Chiropractic Education & Myofascial Trigger Point
In an effort to standardize chiropractic education, the National Chiropractic Association (NCA) published the first edition of Chiropractic Education: Outline of a Standard Course by Dr. John J. Nugent, D.C in 1941. Later in 1942, after years of comprehensive research on myofascial pain, dysfunction, and trigger points, Dr. Janet Travell and Dr. S. Rinzler coined the term “myofascial trigger point.”1 Dr. Travell’s research and published works provided the foundation for trigger point knowledge as well as a fuller understanding of pain found in muscle and the overlying fascia. By 1944, the Chiropractic Research Foundation, now known today as the FCER, was established by the NCA, with the intent to acquire “funding for and promoting the development of research for the chiropractic profession.”2
The end of World War II in 1945 brought new growth to the chiropractic profession. With the aid of the G.I. Bills, returning veterans who otherwise would not have been able to attend colleges and universities were able to for the first time. This new crop of tens of thousands of college-bound individuals made enrollment in chiropractic colleges skyrocket, causing interest in the chiropractic profession to explode.

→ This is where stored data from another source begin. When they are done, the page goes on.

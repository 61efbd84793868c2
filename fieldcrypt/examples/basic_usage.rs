//! Basic usage example for `fieldcrypt`.

use fieldcrypt::key::{generate, KeyEncoding};
use fieldcrypt::prelude::*;
use serde_json::json;

fn main() -> Result<(), Box<dyn std::error::Error>> {
    println!("fieldcrypt Basic Usage Example");
    println!("==============================\n");

    // A fresh key, encoded the way it would sit in an environment variable
    let encoded = KeyEncoding::Base64.encode(&generate());
    let provider = StaticKeyProvider::new(encoded).with_key_id("v1");
    let engine = FieldCrypt::new(provider, EngineOptions::default())?;
    println!("✓ Engine created (current key id: v1)\n");

    let plaintext = b"alice@example.com";
    println!("Plaintext: {}", String::from_utf8_lossy(plaintext));

    let envelope = engine.encrypt(plaintext, Mode::Randomized)?;
    println!("✓ Encrypted: {envelope}");

    let decrypted = engine.decrypt(&envelope)?;
    println!("✓ Decrypted: {}", String::from_utf8_lossy(&decrypted));
    assert_eq!(plaintext, &decrypted[..]);

    let again = engine.encrypt(plaintext, Mode::Randomized)?;
    assert_ne!(envelope, again);
    println!("✓ Second encryption differs: {again}\n");

    // Blind index for equality search over the encrypted column
    let index = engine.blind_index(&normalize("  Alice@Example.com ", true), "User.email", None)?;
    println!("Blind index (64 bits): {index}\n");

    // Sealing whole records through a field mapping
    let map = FieldMap::new("User").with_field(
        FieldSpec::new("email").with_blind_index(BlindIndexSpec::new("email_bidx")),
    );
    let records = RecordCipher::new(&engine, &map)?;

    let mut row = json!({"id": 1, "email": "alice@example.com"})
        .as_object()
        .cloned()
        .unwrap_or_default();
    records.seal(&mut row)?;
    println!("Sealed row: {}", serde_json::Value::Object(row.clone()));
    assert_eq!(row["email_bidx"], index.as_str());

    records.open(&mut row)?;
    println!("Opened row: {}", serde_json::Value::Object(row));

    println!("\n✓ All operations completed successfully!");
    Ok(())
}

Malpractice Insurance & the Council on Education
In 1945, the National Chiropractic Insurance Company, known currently as the NCMIC Group, was chartered by the NCA. The National Chiropractic Insurance Company was able to sell malpractice insurance, authorized by the Iowa Commissioner of Insurance, starting in 1946. By 1947, the NCA House of Delegates established the Council on Education to help further standardize chiropractic education among the chiropractic schools. The Council on Education is the precursor to today’s Council on Chiropractic Education. Then in 1948, Meyer Distributing Co. was formed by Alphonse Meyer with Dr. Gertrude Dunsworth and her husband.
As we continue our look at chiropractic technology and innovations through the decades, next month we will focus on Dr. J. Clay Thompson’s invention of the multiple “drop points” table.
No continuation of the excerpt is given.